Larry spent the next 15 years working in the cement business, first as a salesman and then as the owner of his own company. Their daughter Ann was born in 1960 and Peg stayed home until all three children were in school, when she joined Larry’s staff. She also volunteered as a teacher’s aide for a school for preschool children with special needs, served on its board of directors, and was president of the Seattle Children’s Hospital Guild, among other things.

“About 1974 I finally decided I’d like to do something I’d really enjoy,” Larry said. He sold the cement company and went to the Piper dealer at Hillsboro Airport, near where they were living at the time. He’d earned his pilot’s license in high school. “I generally flew Pipers and Comanches and chatted with him and next thing I know I’m their sales manager.”

He sold Pipers, the Cheyenne series, Merlin aircraft, and an open cockpit biplane called the Great Lakes, a replica of a Thirties-era barnstormer.

“He sold one to a pilot who lived in Connecticut and Larry and I delivered it to him, flying at 500 feet all the way across the United States,” said Peg. “I wouldn’t trade those five days for anything.”

Larry has flown float planes, single-engines, multi-engines, helicopters and gliders. He and Peg have flown all over Alaska and to Mexico and Florida. He’s had a flight instructor’s certificate for 42 years. “The best part was I taught my oldest son how to fly.”

“But he didn’t teach his wife,” said Peg. “We did try. I learned in a friend’s Cessna Turbo 210 with retractable gear and the whole nine yards, then got my license at Boeing Field.”

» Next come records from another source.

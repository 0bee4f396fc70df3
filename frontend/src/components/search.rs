use leptos::ev;
use leptos::prelude::*;
use leptos::task::spawn_local;

use notesync::models::NoteHit;

use crate::api;

/// Search stored notes by name and link each hit to its download.
#[component]
pub fn SearchSection() -> impl IntoView {
    let (query, set_query) = signal(String::new());
    let (hits, set_hits) = signal(Vec::<NoteHit>::new());
    let (loading, set_loading) = signal(false);
    let (error, set_error) = signal(None::<String>);

    let on_submit = move |ev: ev::SubmitEvent| {
        ev.prevent_default();
        let q = query.get_untracked();
        if loading.get_untracked() {
            return;
        }
        set_loading.set(true);
        set_error.set(None);

        spawn_local(async move {
            match api::search_notes(&q).await {
                Ok(names) => {
                    set_hits.set(names.into_iter().map(NoteHit::classify).collect());
                }
                Err(e) => {
                    log::error!("Error searching notes: {e}");
                    set_hits.set(Vec::new());
                    set_error.set(Some("Error searching notes. Please try again.".to_string()));
                }
            }
            set_loading.set(false);
        });
    };

    view! {
        <section class="search-section">
            <h2 class="search-title">"Search Files"</h2>
            <form class="search-container" on:submit=on_submit>
                <input
                    type="text"
                    class="search-input"
                    placeholder="Enter file name"
                    prop:value=move || query.get()
                    on:input=move |ev| set_query.set(event_target_value(&ev))
                />
                <button type="submit" class="search-button" disabled=move || loading.get()>
                    "Search"
                </button>
            </form>

            {move || error.get().map(|msg| view! { <div class="alert error">{msg}</div> })}

            <Show
                when=move || !loading.get()
                fallback=|| view! { <div class="loading"><div class="loading-spinner"></div></div> }
            >
                <ul class="search-results">
                    <For
                        each=move || hits.get().into_iter().enumerate()
                        key=|(i, _)| *i
                        children=|(_, hit)| view! { <SearchHit hit=hit /> }
                    />
                </ul>
            </Show>
        </section>
    }
}

#[component]
fn SearchHit(hit: NoteHit) -> impl IntoView {
    match hit {
        NoteHit::Restricted(name) => view! {
            <li class="search-item restricted">
                <span class="file-name"><i class="alert-icon"></i>" "{name}</span>
            </li>
        }
        .into_any(),
        NoteHit::Downloadable(name) => {
            let href = api::config().download_url(&name);
            view! {
                <li class="search-item">
                    <span class="file-name">{name.clone()}</span>
                    <a class="download-link" href=href download=name>"Download"</a>
                </li>
            }
            .into_any()
        }
    }
}
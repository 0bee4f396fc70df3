use leptos::ev;
use leptos::prelude::*;
use leptos::task::spawn_local;

use notesync::models::{Severity, UserProfile};
use notesync::route::Route;

use crate::api;
use crate::state::AppState;

const UPDATED_MESSAGE: &str = "Profile updated successfully";
const UPDATE_FAILED_MESSAGE: &str = "Error updating profile";

/// View and edit the signed-in user's details.
#[component]
pub fn ProfilePage() -> impl IntoView {
    let state = expect_context::<AppState>();
    let profile = RwSignal::new(UserProfile::default());
    let (message, set_message) = signal(None::<&'static str>);

    Effect::new(move |_| {
        let Some(username) = state.username.get() else {
            log::warn!("profile opened without a signed-in user");
            return;
        };
        spawn_local(async move {
            match api::fetch_profile(&username).await {
                Ok(loaded) => profile.set(loaded),
                Err(e) => log::error!("Error fetching user data: {e}"),
            }
        });
    });

    let on_submit = move |ev: ev::SubmitEvent| {
        ev.prevent_default();
        let draft = profile.get_untracked();
        spawn_local(async move {
            match api::update_profile(&draft).await {
                Ok(saved) => {
                    profile.set(saved);
                    set_message.set(Some(UPDATED_MESSAGE));
                }
                Err(e) => {
                    log::error!("Error updating profile: {e}");
                    set_message.set(Some(UPDATE_FAILED_MESSAGE));
                }
            }
        });
    };

    let optional = |value: &Option<String>| value.clone().unwrap_or_default();
    let non_empty = |value: String| (!value.is_empty()).then_some(value);

    view! {
        <div class="profile-page">
            <form class="profile-card" on:submit=on_submit>
                <div class="profile-header">
                    <button
                        type="button"
                        class="text-btn"
                        on:click=move |_| state.navigate(Route::Dashboard(None))
                    >
                        "← Back to Dashboard"
                    </button>
                    <h1>"User Profile"</h1>
                </div>

                {move || {
                    message.get().map(|msg| {
                        let class = Severity::of_profile_message(msg).css_class();
                        view! { <div class=class>{msg}</div> }
                    })
                }}

                <label class="field">
                    <span>"Username"</span>
                    <input
                        type="text"
                        readonly
                        prop:value=move || profile.with(|p| p.username.clone())
                    />
                </label>
                <label class="field">
                    <span>"Full Name"</span>
                    <input
                        type="text"
                        prop:value=move || profile.with(|p| optional(&p.full_name))
                        on:input=move |ev| {
                            profile.update(|p| p.full_name = non_empty(event_target_value(&ev)))
                        }
                    />
                </label>
                <label class="field">
                    <span>"Email"</span>
                    <input
                        type="email"
                        prop:value=move || profile.with(|p| optional(&p.email))
                        on:input=move |ev| {
                            profile.update(|p| p.email = non_empty(event_target_value(&ev)))
                        }
                    />
                </label>
                <label class="field">
                    <span>"Phone Number"</span>
                    <input
                        type="text"
                        prop:value=move || profile.with(|p| optional(&p.phone_number))
                        on:input=move |ev| {
                            profile.update(|p| p.phone_number = non_empty(event_target_value(&ev)))
                        }
                    />
                </label>
                <label class="field">
                    <span>"New Password"</span>
                    <input
                        type="password"
                        placeholder="Leave blank to keep the current password"
                        prop:value=move || profile.with(|p| optional(&p.password))
                        on:input=move |ev| {
                            profile.update(|p| p.password = non_empty(event_target_value(&ev)))
                        }
                    />
                </label>

                <button type="submit" class="primary-btn">"Update Profile"</button>
            </form>
        </div>
    }
}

Peg also said she is afraid of heights. “I had a two-story house and I had a hard time washing the windows on the second floor, even from the inside,” she said. “And yet I can fly an airplane. I actually went skydiving when I was 59. It was so beautiful.”

In 1982 the couple sold their house and bought a 45-foot ketch called Wind Drifter.

“Our plan was to outfit it, live on Lake Union, and when we retired head down the coast and do what’s called the Milk Run across the Pacific,” Larry said. “It didn’t work out quite the way we planned it. Interest rates went way up and I was in corporate aircraft sales then, and it just killed the whole thing.”

They did sail down to San Francisco where Larry got another job selling aircraft. “Something opened up in San Diego and that was on the route we were trying to make work, so we sailed down there and lived in the inner harbor for three months.” Another opportunity appeared in Portland, and they lived on the boat in the Columbia River before finally returning to Seattle.

“I loved it,” said Peg. “We probably would not have moved off the boat but back in Seattle my mother was not well, and getting her on and off the boat was difficult. And she didn’t like it anyway; she thought we were absolutely out of our minds.”

In 1991 they moved ashore and sold the boat. They’d lived aboard Wind Drifter for 11 years.

“I wouldn’t meet the people who bought it and cried for two days,” Peg said.

By this time Larry was selling aircraft parts to Boeing and Peg was working for a Seattle philanthropist, the jobs they would retire from.

They did manage to sail in the South Seas — doing a bareboat charter in Tahiti. They rented a plane and island-hopped by air too.

“We have been so fortunate in our lives,” Peg said. They have lived in Longbranch for 21 years, longer than anywhere else.

“Our kids keep saying come live by us and I think, why? We’re just very lucky to have lived the life we have lived, and to end up here,” she said.